In Review

The Family Flop

Published 17 Mar, 2015 07:21pm

The Family Fang

Kevin Wilson

Ecco

New York, 2011

Price: 14.99 US dollars

Not surprisingly, Nicole Kidman has already acquired the rights to produce and star in a screen version of the novel. I recommend waiting for the film: hurtling between explosive situations, aspiring to dark comedy, and concluding with the avant-garde artistic equivalent of a car chase, this story will do better in Kidman’s hands than on the page.

Wilson’s novel revolves around the dysfunctional Fang family, comprising performance artists Caleb and Camille and their children Annie and Buster (better known as Child A and Child B). The Fangs are subversive artists with little patience for traditional forms of art: They produce “choreographed spontaneity”, introduce “chaos” into public spaces and document people’s reactions to their shenanigans in the name of art. While growing up, Annie and Buster were used as centrepieces in their parents’ absurd productions. But they eventually tired of the exploitation and gravitated away from the family and towards the stifling mediocrity of mainstream art — Annie is an Oscar-nominated actress, while Buster is a struggling novelist.

In the novel’s present, the Fang children are forced to return to their parents’ home after topless pictures of Annie circulate on the internet and Buster is shot in the face by a potato cannon. The narrative of their homecoming is interspersed with flashbacks to different Fang family performances. These vignettes offer an excellent satire on modern art, particularly the visual and performance variety, and their absurdity makes for easy reading: Buster cross-dresses and wins a beauty pageant; Caleb shoots a professor; Camille harasses a Santa Claus in a shopping mall; Annie and Buster star in a troublingly incestuous version of Shakespeare’s Romeo and Juliet. Certainly the highlights of the novel, the descriptions of the Fang family’s art are the most filmic, complete with details on how to stage the action.

Annie and Buster’s present circumstances are especially claustrophobic in contrast with their childhood performances: the former watches silent Hollywood films to recover from an alcohol addiction while the latter suffers from writer’s block as his face heals. Wilson could have taken advantage of these moments of suspended action to pen rich prose that interrogates the parent-child relationship and teases apart the social utility of different artistic forms. Instead, readers get too much telling and not enough showing. Rather than illustrate the fact, Wilson simply has Buster state to Annie that the reason their lives are a mess is because their parents’ destructive art has conditioned them to enter situations knowing – and accepting – that it will all end badly.

This investigation into bad parenting consumes the latter half of the book’s narrative, when Caleb and Camille go missing.

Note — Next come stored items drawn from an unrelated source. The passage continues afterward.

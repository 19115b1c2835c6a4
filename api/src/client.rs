//! Authenticated REST client.
//!
//! ERROR HANDLING
//! ==============
//! A client cannot be built without a server address, so a missing address
//! surfaces as [`ApiError::ServerNotConfigured`] before any request is made.
//! Non-success responses become [`ApiError::Status`] carrying the backend's
//! `detail` message so callers can show it verbatim.

#[cfg(test)]
#[path = "client_test.rs"]
mod client_test;

use std::time::Duration;

use reqwest::header::{AUTHORIZATION, HeaderMap, HeaderValue};
use reqwest::{Method, RequestBuilder, Response};
use serde::Serialize;
use serde::de::DeserializeOwned;
use serde_json::Value;

use crate::config::ClientConfig;
use crate::error::ApiError;
use crate::session::SessionContext;
use crate::types::{
    ActivityLog, Client, ClientInput, Competitor, NewCategory, NewUser, Product, ProductCategory, ProductInput,
    Role, Supervisor, Token, User, UserUpdate, Visit, VisitDetail, VisitInfo, VisitPayload,
};

/// HTTP client bound to one server address and (optionally) one token.
#[derive(Clone, Debug)]
pub struct ApiClient {
    http: reqwest::Client,
    base_url: String,
}

impl ApiClient {
    /// Build a client from an explicit session.
    ///
    /// # Errors
    ///
    /// Returns [`ApiError::ServerNotConfigured`] when the session has no
    /// server address, or an error if the token is not a valid header value.
    pub fn new(session: &SessionContext, config: &ClientConfig) -> Result<Self, ApiError> {
        let base_url = session
            .base_url
            .as_deref()
            .ok_or(ApiError::ServerNotConfigured)?
            .trim_end_matches('/')
            .to_owned();

        let mut headers = HeaderMap::new();
        if let Some(token) = &session.token {
            let mut value = HeaderValue::from_str(&format!("Bearer {token}"))?;
            value.set_sensitive(true);
            headers.insert(AUTHORIZATION, value);
        }

        let http = reqwest::Client::builder()
            .default_headers(headers)
            .timeout(Duration::from_secs(config.request_timeout_secs))
            .connect_timeout(Duration::from_secs(config.connect_timeout_secs))
            .build()?;

        Ok(Self { http, base_url })
    }

    #[must_use]
    pub fn base_url(&self) -> &str {
        &self.base_url
    }

    fn request(&self, method: Method, path: &str) -> RequestBuilder {
        self.http.request(method, format!("{}{}", self.base_url, path))
    }

    async fn send(&self, method: Method, path: &str, request: RequestBuilder) -> Result<Response, ApiError> {
        tracing::debug!(%method, path, "api request");
        let response = request.send().await?;
        let status = response.status();
        if status.is_success() {
            return Ok(response);
        }

        let body = response.text().await.unwrap_or_default();
        let detail = error_detail(&body);
        tracing::warn!(%method, path, status = status.as_u16(), %detail, "api request failed");
        Err(ApiError::Status { status: status.as_u16(), detail })
    }

    async fn get_json<T: DeserializeOwned>(&self, path: &str) -> Result<T, ApiError> {
        let request = self.request(Method::GET, path);
        let response = self.send(Method::GET, path, request).await?;
        Ok(response.json::<T>().await?)
    }

    async fn get_query<T: DeserializeOwned>(&self, path: &str, query: &[(&str, String)]) -> Result<T, ApiError> {
        let request = self.request(Method::GET, path).query(query);
        let response = self.send(Method::GET, path, request).await?;
        Ok(response.json::<T>().await?)
    }

    async fn send_json<B, T>(&self, method: Method, path: &str, body: Option<&B>) -> Result<T, ApiError>
    where
        B: Serialize + ?Sized,
        T: DeserializeOwned,
    {
        let request = self.request(method.clone(), path);
        let request = if let Some(body) = body { request.json(body) } else { request };
        let response = self.send(method, path, request).await?;
        Ok(response.json::<T>().await?)
    }

    async fn delete(&self, path: &str) -> Result<(), ApiError> {
        let request = self.request(Method::DELETE, path);
        self.send(Method::DELETE, path, request).await?;
        Ok(())
    }

    // =========================================================================
    // AUTH
    // =========================================================================

    /// Exchange credentials for a bearer token via the form-encoded
    /// `POST /token` endpoint.
    ///
    /// # Errors
    ///
    /// Returns [`ApiError::Status`] with status 401 on bad credentials.
    pub async fn login(&self, email: &str, password: &str) -> Result<Token, ApiError> {
        let path = "/token";
        let request = self
            .request(Method::POST, path)
            .form(&[("username", email), ("password", password)]);
        let response = self.send(Method::POST, path, request).await?;
        Ok(response.json::<Token>().await?)
    }

    /// # Errors
    ///
    /// Returns an error if the request fails or the token is rejected.
    pub async fn me(&self) -> Result<User, ApiError> {
        self.get_json("/users/me/").await
    }

    // =========================================================================
    // REFERENCE DATA
    // =========================================================================

    /// # Errors
    ///
    /// Returns an error if the request fails.
    pub async fn clients(&self) -> Result<Vec<Client>, ApiError> {
        self.get_json("/clients/").await
    }

    /// # Errors
    ///
    /// Returns an error if the request fails.
    pub async fn products(&self) -> Result<Vec<Product>, ApiError> {
        self.get_json("/produits/").await
    }

    /// # Errors
    ///
    /// Returns an error if the request fails.
    pub async fn competitors(&self) -> Result<Vec<Competitor>, ApiError> {
        self.get_json("/concurrents/").await
    }

    /// # Errors
    ///
    /// Returns an error if the request fails.
    pub async fn categories(&self) -> Result<Vec<ProductCategory>, ApiError> {
        self.get_json("/categories-produit/").await
    }

    /// # Errors
    ///
    /// Returns an error if the request fails.
    pub async fn roles(&self) -> Result<Vec<Role>, ApiError> {
        self.get_json("/roles/").await
    }

    // =========================================================================
    // MERCHANDISER
    // =========================================================================

    /// Submit an assembled visit report.
    ///
    /// # Errors
    ///
    /// Returns [`ApiError::Status`] with status 403 when the signed-in user
    /// has no merchandiser profile.
    pub async fn submit_visit(&self, payload: &VisitPayload) -> Result<Visit, ApiError> {
        self.send_json(Method::POST, "/visites/", Some(payload)).await
    }

    /// # Errors
    ///
    /// Returns an error if the request fails.
    pub async fn merchandiser_stats(&self) -> Result<Value, ApiError> {
        self.get_json("/merchandiser/dashboard-stats").await
    }

    // =========================================================================
    // SUPERVISOR
    // =========================================================================

    /// # Errors
    ///
    /// Returns [`ApiError::Status`] with status 404 for an unknown visit.
    pub async fn visit(&self, visit_id: i64) -> Result<VisitDetail, ApiError> {
        self.get_json(&format!("/visites/{visit_id}")).await
    }

    /// # Errors
    ///
    /// Returns an error if the request fails or the user is not a supervisor.
    pub async fn validate_visit(&self, visit_id: i64) -> Result<Visit, ApiError> {
        self.send_json::<Value, _>(Method::PUT, &format!("/visites/{visit_id}/valider"), None)
            .await
    }

    /// # Errors
    ///
    /// Returns an error if the request fails or the user is not a supervisor.
    pub async fn reject_visit(&self, visit_id: i64) -> Result<Visit, ApiError> {
        self.send_json::<Value, _>(Method::PUT, &format!("/visites/{visit_id}/rejeter"), None)
            .await
    }

    /// # Errors
    ///
    /// Returns an error if the request fails or the user is not a supervisor.
    pub async fn pending_visits(&self) -> Result<Vec<VisitInfo>, ApiError> {
        self.get_json("/superviseur/visites/en-attente").await
    }

    /// # Errors
    ///
    /// Returns an error if the request fails or the user is not a supervisor.
    pub async fn visit_history(&self) -> Result<Vec<VisitInfo>, ApiError> {
        self.get_json("/superviseur/visites/historique").await
    }

    /// # Errors
    ///
    /// Returns an error if the request fails or the user is not a supervisor.
    pub async fn supervisor_stats(&self) -> Result<Value, ApiError> {
        self.get_json("/superviseur/dashboard-stats").await
    }

    /// Download the team's validated reports as CSV bytes.
    ///
    /// # Errors
    ///
    /// Returns an error if the request fails or the user is not a supervisor.
    pub async fn export_validated_csv(&self) -> Result<Vec<u8>, ApiError> {
        let path = "/superviseur/export/visites-validees";
        let request = self.request(Method::GET, path);
        let response = self.send(Method::GET, path, request).await?;
        Ok(response.bytes().await?.to_vec())
    }

    // =========================================================================
    // ADMINISTRATOR
    // =========================================================================

    /// # Errors
    ///
    /// Returns an error if the request fails or the user is not an administrator.
    pub async fn search_users(&self, query: &str) -> Result<Vec<User>, ApiError> {
        self.get_query("/admin/users/search", &[("query", query.to_owned())]).await
    }

    /// # Errors
    ///
    /// Returns an error if the request fails or the backend rejects the user.
    pub async fn create_user(&self, user: &NewUser) -> Result<User, ApiError> {
        self.send_json(Method::POST, "/admin/full-user", Some(user)).await
    }

    /// # Errors
    ///
    /// Returns an error if the request fails or the user does not exist.
    pub async fn update_user(&self, user_id: i64, update: &UserUpdate) -> Result<User, ApiError> {
        self.send_json(Method::PUT, &format!("/admin/users/{user_id}"), Some(update))
            .await
    }

    /// # Errors
    ///
    /// Returns an error if the request fails or the user does not exist.
    pub async fn delete_user(&self, user_id: i64) -> Result<(), ApiError> {
        self.delete(&format!("/admin/users/{user_id}")).await
    }

    /// # Errors
    ///
    /// Returns an error if the request fails or the user is not an administrator.
    pub async fn supervisors(&self) -> Result<Vec<Supervisor>, ApiError> {
        self.get_json("/superviseurs/").await
    }

    /// # Errors
    ///
    /// Returns an error if the request fails or the user is not an administrator.
    pub async fn search_clients(&self, query: &str) -> Result<Vec<Client>, ApiError> {
        self.get_query("/admin/clients/search", &[("query", query.to_owned())]).await
    }

    /// # Errors
    ///
    /// Returns an error if the request fails or the backend rejects the client.
    pub async fn create_client(&self, client: &ClientInput) -> Result<Client, ApiError> {
        self.send_json(Method::POST, "/admin/clients/", Some(client)).await
    }

    /// # Errors
    ///
    /// Returns an error if the request fails or the client does not exist.
    pub async fn update_client(&self, client_id: i64, client: &ClientInput) -> Result<Client, ApiError> {
        self.send_json(Method::PUT, &format!("/admin/clients/{client_id}"), Some(client))
            .await
    }

    /// # Errors
    ///
    /// Returns an error if the request fails or the client does not exist.
    pub async fn delete_client(&self, client_id: i64) -> Result<(), ApiError> {
        self.delete(&format!("/admin/clients/{client_id}")).await
    }

    /// # Errors
    ///
    /// Returns an error if the request fails or the user is not an administrator.
    pub async fn search_products(&self, query: &str) -> Result<Vec<Product>, ApiError> {
        self.get_query("/admin/produits/search", &[("query", query.to_owned())]).await
    }

    /// # Errors
    ///
    /// Returns an error if the request fails or the backend rejects the product.
    pub async fn create_product(&self, product: &ProductInput) -> Result<Product, ApiError> {
        self.send_json(Method::POST, "/produits/", Some(product)).await
    }

    /// # Errors
    ///
    /// Returns an error if the request fails or the product does not exist.
    pub async fn update_product(&self, product_id: i64, product: &ProductInput) -> Result<Product, ApiError> {
        self.send_json(Method::PUT, &format!("/admin/produits/{product_id}"), Some(product))
            .await
    }

    /// # Errors
    ///
    /// Returns an error if the request fails or the product does not exist.
    pub async fn delete_product(&self, product_id: i64) -> Result<(), ApiError> {
        self.delete(&format!("/produits/{product_id}")).await
    }

    /// # Errors
    ///
    /// Returns an error if the request fails or the user is not an administrator.
    pub async fn create_category(&self, category: &NewCategory) -> Result<ProductCategory, ApiError> {
        self.send_json(Method::POST, "/admin/categories-produit/", Some(category))
            .await
    }

    /// # Errors
    ///
    /// Returns an error if the request fails or the user is not an administrator.
    pub async fn validated_visits(&self) -> Result<Vec<VisitInfo>, ApiError> {
        self.get_json("/admin/visites/validees").await
    }

    /// # Errors
    ///
    /// Returns an error if the request fails or the user is not an administrator.
    pub async fn admin_stats(&self) -> Result<Value, ApiError> {
        self.get_json("/admin/dashboard-stats").await
    }

    /// # Errors
    ///
    /// Returns an error if the request fails or the user is not an administrator.
    pub async fn activity_logs(&self, limit: u32) -> Result<Vec<ActivityLog>, ApiError> {
        self.get_query("/admin/activity-logs", &[("limit", limit.to_string())]).await
    }
}

/// Extract a human-readable message from an error body.
///
/// The backend answers `{"detail": "..."}` for handled errors and
/// `{"detail": [...]}` for validation failures; anything else is returned
/// as-is.
fn error_detail(body: &str) -> String {
    let Ok(value) = serde_json::from_str::<Value>(body) else {
        return body.trim().to_owned();
    };
    match value.get("detail") {
        Some(Value::String(detail)) => detail.clone(),
        Some(other) => other.to_string(),
        None => value.to_string(),
    }
}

Are they dead, or are they staging their more elaborate performance art piece yet? In their first proactive move ever, Annie and Buster decide to track down their parents, with the chase quickly devolving into dark comedy clichés involving bad disguises, broken pay phones and double identities.

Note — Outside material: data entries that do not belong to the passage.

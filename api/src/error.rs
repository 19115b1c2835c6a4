//! Error types for session persistence and HTTP calls.

/// Error returned by [`crate::ApiClient`] operations.
#[derive(Debug, thiserror::Error)]
pub enum ApiError {
    /// No server address is stored; requests are refused before any I/O.
    #[error("server address is not configured")]
    ServerNotConfigured,
    #[error("http request failed: {0}")]
    Http(#[from] reqwest::Error),
    #[error("invalid header value: {0}")]
    InvalidHeader(#[from] reqwest::header::InvalidHeaderValue),
    /// The backend answered with a non-success status. `detail` carries the
    /// backend's `detail` field when present, otherwise the raw body.
    #[error("server returned HTTP {status}: {detail}")]
    Status { status: u16, detail: String },
    #[error("invalid JSON payload: {0}")]
    Json(#[from] serde_json::Error),
}

impl ApiError {
    /// True for 401/403 responses.
    #[must_use]
    pub fn is_unauthorized(&self) -> bool {
        matches!(self, Self::Status { status: 401 | 403, .. })
    }
}

/// Error returned by [`crate::SessionStore`] operations.
#[derive(Debug, thiserror::Error)]
pub enum SessionError {
    #[error("server address must start with http:// or https://: {0}")]
    InvalidServerUrl(String),
    #[error("could not determine a configuration directory")]
    NoConfigDir,
    #[error("session file I/O failed: {0}")]
    Io(#[from] std::io::Error),
    #[error("session file is not valid JSON: {0}")]
    Json(#[from] serde_json::Error),
}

Overall, The Family Fang offers a powerful critique of the romanticised notion of a perfect family, and in particular the tendency of overbearing parents to muffle their children’s identities in order to preserve the same. But such insights are not the mainstay of the novel, which is far more preoccupied with offering up zany nuggets of the sort that would make an A-list star like Kidman snatch up the movie rights.

Further reading:

Six Feet Under: If dysfunctional families are your thing, return to this highly acclaimed HBO television series (2001–2005). The Fishers, who run a funeral home and struggle to get along, will teach you more about life and love than the Fangs ever could.

Home by Marilynne Robinson, 2008: Robinson’s third novel offers a truly terrifying and thoughtful look at the complexity of sibling relationships and the pains of parenting. She can write too: prose this lyrical and insightful deserves comparisons with William Faulkner.

The Royal Tenenbaums, 2001: If the Fang family feels all too familiar, it’s because you’ve met them before in the shape of the Tenenbaums, a family of former child prodigies expertly brought to life by writer-director Wes Anderson.